+++ Dataset entries

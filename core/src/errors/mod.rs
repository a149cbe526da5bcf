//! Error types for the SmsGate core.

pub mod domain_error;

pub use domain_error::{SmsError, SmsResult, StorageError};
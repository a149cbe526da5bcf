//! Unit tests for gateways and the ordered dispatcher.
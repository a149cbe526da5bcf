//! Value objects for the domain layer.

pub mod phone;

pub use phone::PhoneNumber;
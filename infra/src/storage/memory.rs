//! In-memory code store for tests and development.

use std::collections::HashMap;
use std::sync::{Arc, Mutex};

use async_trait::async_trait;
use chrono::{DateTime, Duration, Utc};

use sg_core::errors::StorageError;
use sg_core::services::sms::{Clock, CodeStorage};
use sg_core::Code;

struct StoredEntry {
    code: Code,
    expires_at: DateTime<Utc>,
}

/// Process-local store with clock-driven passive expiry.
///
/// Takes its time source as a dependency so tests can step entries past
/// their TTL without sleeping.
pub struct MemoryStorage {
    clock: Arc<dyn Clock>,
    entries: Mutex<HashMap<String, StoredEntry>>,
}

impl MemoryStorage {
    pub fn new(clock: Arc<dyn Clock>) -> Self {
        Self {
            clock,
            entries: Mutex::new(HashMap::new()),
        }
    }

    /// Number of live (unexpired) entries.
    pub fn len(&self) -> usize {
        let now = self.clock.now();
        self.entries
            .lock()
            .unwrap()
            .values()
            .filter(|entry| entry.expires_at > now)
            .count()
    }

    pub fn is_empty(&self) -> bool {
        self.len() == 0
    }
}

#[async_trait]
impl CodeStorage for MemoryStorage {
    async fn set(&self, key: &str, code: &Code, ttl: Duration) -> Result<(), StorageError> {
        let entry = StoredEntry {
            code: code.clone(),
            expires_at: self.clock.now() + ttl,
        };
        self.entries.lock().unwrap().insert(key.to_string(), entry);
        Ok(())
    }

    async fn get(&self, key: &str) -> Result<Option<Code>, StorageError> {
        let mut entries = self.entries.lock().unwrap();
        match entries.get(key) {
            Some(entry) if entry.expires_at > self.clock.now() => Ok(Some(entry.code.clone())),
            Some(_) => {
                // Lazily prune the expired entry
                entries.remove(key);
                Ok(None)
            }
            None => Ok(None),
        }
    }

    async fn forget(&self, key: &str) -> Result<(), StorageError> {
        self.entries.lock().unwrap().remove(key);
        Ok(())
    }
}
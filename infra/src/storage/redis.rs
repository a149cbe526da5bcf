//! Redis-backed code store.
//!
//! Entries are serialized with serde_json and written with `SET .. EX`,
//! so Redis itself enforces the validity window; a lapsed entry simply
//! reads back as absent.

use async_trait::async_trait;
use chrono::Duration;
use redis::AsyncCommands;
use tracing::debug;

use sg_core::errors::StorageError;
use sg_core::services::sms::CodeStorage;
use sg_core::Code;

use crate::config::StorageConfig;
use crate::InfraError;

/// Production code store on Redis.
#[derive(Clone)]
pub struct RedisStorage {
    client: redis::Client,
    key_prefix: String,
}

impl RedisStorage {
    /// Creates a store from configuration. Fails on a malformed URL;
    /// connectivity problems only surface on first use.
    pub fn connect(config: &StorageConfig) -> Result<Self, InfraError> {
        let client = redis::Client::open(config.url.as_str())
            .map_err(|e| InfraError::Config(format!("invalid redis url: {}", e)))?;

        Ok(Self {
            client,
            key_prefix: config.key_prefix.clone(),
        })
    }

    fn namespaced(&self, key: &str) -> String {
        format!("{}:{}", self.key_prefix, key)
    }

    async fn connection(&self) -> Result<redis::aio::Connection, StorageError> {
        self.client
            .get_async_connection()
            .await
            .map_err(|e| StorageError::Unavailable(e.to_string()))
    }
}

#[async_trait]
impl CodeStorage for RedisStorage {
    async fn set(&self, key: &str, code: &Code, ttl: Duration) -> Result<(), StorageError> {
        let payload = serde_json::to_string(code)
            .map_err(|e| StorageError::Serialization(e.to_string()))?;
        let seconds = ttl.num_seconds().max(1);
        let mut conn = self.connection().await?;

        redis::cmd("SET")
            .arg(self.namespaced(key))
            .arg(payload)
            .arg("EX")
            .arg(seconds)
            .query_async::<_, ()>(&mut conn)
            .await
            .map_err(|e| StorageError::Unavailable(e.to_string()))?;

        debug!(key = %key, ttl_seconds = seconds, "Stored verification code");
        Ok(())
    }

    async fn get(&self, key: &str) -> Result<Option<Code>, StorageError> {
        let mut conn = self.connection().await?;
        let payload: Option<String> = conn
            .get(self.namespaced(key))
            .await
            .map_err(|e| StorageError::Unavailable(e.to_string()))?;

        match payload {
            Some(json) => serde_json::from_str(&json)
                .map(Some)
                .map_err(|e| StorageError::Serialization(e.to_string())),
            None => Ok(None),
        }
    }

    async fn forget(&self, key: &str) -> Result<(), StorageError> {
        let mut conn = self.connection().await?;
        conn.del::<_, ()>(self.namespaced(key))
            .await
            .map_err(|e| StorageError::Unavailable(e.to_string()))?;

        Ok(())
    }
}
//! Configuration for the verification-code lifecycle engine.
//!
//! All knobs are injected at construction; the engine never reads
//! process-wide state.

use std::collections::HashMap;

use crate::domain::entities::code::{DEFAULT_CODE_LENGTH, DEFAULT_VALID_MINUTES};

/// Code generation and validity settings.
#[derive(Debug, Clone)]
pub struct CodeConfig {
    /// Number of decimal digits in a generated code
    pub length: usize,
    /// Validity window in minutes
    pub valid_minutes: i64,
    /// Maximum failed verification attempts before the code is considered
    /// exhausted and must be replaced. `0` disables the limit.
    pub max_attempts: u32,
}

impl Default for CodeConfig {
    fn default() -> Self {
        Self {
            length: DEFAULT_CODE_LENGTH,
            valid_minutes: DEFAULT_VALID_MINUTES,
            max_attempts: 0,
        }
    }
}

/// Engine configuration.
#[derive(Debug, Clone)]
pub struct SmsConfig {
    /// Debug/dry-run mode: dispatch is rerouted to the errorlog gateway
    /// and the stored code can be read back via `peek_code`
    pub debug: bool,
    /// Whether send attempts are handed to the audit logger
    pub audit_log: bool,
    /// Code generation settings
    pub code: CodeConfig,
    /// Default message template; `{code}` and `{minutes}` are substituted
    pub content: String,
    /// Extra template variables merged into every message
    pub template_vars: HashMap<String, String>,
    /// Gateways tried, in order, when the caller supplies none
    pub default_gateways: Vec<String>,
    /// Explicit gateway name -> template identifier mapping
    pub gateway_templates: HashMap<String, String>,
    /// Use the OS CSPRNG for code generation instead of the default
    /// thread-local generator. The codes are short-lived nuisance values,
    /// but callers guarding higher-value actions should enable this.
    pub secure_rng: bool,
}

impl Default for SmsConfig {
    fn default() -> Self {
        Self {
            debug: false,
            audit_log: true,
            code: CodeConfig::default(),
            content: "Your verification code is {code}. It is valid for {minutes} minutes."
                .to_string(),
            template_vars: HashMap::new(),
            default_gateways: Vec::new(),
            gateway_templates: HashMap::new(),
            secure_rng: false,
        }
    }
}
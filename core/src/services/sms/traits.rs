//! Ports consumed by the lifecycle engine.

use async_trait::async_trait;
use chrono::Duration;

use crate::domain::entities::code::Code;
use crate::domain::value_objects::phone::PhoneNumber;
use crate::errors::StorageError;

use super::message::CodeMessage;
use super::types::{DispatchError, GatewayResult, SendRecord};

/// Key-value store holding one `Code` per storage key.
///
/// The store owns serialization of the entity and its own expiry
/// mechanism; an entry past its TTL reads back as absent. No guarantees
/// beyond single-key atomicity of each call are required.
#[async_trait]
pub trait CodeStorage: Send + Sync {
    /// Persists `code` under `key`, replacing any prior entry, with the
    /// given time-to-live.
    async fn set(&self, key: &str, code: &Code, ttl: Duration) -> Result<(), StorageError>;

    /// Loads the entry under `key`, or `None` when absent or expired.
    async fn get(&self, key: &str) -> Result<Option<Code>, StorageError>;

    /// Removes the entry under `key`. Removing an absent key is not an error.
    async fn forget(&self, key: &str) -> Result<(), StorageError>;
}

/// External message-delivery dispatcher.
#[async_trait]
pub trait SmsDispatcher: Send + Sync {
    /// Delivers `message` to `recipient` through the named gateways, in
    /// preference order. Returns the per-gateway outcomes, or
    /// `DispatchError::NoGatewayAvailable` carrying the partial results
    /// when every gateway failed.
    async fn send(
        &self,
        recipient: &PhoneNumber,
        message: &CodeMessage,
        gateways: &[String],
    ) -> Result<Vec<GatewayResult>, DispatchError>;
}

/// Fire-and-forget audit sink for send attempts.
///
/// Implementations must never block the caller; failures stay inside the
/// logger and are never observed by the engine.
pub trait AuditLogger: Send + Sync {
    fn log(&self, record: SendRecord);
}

++++++
+++ Dataset entries

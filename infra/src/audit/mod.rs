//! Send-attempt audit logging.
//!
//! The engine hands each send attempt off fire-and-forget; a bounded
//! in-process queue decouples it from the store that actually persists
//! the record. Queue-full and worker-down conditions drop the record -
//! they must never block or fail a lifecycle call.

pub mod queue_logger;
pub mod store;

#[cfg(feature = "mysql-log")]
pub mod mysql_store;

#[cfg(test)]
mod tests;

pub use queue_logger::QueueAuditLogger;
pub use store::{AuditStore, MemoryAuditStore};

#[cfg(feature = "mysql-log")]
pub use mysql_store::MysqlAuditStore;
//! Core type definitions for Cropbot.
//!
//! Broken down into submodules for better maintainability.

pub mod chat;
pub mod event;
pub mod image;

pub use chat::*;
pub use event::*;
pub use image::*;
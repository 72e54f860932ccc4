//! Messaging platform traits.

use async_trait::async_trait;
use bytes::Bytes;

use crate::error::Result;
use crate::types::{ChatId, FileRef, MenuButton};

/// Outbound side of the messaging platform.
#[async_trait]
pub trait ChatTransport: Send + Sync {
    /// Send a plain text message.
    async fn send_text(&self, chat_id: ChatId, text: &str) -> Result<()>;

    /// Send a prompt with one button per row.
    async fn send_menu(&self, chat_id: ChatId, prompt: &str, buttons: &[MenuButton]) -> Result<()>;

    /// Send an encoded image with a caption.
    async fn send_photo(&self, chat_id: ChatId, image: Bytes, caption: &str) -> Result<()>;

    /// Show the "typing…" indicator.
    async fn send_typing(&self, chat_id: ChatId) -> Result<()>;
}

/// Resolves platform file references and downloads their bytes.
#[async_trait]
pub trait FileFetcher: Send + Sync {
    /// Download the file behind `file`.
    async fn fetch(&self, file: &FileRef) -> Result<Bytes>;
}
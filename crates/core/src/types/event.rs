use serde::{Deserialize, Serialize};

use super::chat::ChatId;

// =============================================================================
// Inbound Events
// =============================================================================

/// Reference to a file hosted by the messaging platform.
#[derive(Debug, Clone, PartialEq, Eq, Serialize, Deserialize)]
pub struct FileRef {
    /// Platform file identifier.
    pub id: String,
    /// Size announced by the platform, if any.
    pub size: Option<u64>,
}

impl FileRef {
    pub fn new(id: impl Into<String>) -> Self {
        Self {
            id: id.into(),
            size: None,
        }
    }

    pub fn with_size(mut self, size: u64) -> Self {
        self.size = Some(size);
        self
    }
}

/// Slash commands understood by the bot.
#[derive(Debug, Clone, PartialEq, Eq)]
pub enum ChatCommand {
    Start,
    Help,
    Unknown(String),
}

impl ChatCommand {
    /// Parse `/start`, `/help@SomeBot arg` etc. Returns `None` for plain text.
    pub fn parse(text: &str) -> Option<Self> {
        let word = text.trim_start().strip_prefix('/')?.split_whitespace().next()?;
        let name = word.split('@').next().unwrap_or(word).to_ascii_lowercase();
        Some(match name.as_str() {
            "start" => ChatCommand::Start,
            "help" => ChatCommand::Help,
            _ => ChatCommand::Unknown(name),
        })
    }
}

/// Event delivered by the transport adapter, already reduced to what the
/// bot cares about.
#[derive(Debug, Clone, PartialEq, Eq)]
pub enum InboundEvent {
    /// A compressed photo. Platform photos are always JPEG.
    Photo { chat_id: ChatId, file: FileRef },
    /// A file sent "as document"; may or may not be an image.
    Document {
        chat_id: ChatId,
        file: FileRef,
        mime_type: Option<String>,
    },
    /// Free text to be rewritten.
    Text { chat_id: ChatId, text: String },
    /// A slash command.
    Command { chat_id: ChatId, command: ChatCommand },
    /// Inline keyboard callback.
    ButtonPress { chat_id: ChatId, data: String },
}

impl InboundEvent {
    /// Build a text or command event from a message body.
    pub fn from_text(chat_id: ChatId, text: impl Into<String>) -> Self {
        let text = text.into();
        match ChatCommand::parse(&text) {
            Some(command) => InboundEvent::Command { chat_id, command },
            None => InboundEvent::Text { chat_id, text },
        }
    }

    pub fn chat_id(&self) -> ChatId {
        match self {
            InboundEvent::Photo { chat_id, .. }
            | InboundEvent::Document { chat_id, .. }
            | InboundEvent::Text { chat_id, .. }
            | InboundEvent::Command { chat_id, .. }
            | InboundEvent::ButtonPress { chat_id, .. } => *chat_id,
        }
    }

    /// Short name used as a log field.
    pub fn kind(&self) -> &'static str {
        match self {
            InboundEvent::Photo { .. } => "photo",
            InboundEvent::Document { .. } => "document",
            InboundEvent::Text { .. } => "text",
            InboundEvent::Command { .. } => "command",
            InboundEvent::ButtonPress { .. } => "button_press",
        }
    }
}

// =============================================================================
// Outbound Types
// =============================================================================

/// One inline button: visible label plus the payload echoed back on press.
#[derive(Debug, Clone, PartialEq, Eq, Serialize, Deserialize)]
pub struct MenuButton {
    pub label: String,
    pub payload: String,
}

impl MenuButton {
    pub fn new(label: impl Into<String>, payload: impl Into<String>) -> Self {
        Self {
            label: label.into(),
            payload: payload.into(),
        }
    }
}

++++++
+++ Dataset entries

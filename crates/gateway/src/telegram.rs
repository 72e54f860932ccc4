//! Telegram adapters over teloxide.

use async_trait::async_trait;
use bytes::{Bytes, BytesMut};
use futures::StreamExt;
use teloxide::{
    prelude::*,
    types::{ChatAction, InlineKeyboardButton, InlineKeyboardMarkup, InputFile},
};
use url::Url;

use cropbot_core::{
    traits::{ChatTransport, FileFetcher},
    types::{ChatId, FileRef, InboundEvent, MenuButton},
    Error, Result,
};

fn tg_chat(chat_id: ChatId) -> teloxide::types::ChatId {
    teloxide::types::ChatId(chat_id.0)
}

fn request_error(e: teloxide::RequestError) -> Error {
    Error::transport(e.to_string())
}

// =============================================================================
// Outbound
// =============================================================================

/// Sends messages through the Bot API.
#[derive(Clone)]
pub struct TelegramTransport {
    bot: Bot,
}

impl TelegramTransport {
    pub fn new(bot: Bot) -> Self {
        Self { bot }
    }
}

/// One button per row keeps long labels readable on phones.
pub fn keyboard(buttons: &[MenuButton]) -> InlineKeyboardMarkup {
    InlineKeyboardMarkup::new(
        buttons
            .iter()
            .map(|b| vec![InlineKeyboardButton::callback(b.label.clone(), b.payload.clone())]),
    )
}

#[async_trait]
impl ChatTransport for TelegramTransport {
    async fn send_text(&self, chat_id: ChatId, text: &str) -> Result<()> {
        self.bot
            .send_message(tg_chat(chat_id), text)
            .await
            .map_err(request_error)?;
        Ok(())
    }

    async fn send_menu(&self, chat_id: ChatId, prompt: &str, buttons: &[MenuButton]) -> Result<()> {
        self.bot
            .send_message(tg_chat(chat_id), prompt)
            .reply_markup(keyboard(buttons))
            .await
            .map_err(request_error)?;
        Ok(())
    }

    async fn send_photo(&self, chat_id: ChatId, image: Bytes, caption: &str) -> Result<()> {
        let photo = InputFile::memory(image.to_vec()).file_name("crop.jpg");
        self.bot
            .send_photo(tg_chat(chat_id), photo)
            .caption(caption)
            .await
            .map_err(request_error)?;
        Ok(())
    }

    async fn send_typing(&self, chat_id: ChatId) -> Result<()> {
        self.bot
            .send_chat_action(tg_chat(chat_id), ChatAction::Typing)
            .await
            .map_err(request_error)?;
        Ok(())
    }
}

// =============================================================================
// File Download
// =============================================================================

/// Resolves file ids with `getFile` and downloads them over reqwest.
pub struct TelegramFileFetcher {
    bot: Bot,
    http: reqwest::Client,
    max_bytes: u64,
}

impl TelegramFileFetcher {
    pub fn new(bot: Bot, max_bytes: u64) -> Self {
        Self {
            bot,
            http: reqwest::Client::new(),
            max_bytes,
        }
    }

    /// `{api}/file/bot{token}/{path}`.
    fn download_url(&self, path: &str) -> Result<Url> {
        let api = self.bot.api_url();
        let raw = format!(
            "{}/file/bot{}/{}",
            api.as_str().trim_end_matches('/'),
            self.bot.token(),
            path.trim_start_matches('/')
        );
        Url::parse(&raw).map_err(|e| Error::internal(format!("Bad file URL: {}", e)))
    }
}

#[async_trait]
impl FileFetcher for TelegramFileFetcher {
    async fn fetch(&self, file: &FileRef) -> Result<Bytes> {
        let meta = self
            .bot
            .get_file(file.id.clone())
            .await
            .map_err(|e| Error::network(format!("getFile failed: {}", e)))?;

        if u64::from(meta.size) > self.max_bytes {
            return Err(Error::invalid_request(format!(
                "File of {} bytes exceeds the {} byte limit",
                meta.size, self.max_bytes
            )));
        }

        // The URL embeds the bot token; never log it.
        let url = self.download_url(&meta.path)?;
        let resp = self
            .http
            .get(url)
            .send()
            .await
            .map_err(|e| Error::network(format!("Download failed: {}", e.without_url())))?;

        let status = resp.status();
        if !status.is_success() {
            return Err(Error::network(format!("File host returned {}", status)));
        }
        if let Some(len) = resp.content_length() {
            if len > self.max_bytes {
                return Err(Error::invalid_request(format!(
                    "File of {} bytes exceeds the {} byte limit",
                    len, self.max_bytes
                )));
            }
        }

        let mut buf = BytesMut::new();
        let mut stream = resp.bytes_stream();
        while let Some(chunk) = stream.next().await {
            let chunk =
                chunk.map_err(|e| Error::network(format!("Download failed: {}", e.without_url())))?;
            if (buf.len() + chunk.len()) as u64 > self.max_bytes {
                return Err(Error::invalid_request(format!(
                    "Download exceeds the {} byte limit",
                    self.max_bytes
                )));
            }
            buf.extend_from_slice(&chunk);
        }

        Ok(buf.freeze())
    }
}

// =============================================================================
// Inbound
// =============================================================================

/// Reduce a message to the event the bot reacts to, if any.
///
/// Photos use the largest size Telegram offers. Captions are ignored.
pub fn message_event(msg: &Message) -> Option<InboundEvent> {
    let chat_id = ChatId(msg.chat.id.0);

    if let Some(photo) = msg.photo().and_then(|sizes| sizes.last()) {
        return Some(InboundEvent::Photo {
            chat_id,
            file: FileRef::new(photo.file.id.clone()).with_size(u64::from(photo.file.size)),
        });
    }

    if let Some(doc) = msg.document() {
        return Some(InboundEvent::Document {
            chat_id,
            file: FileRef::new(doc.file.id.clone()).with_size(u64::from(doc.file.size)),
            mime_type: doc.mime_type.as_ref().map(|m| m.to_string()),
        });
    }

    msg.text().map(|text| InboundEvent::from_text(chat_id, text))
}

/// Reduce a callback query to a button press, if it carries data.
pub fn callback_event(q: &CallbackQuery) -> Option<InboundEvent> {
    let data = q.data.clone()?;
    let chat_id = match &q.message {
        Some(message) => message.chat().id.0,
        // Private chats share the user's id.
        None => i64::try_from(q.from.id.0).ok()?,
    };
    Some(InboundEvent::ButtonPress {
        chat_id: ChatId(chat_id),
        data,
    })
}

++++++

## [Problem description]
Copy each line from the records above that includes the string "GatewayResult".

## [Answer for this exercise]
use super::types::{DispatchError, GatewayResult, SendRecord};
    ) -> Result<Vec<GatewayResult>, DispatchError>;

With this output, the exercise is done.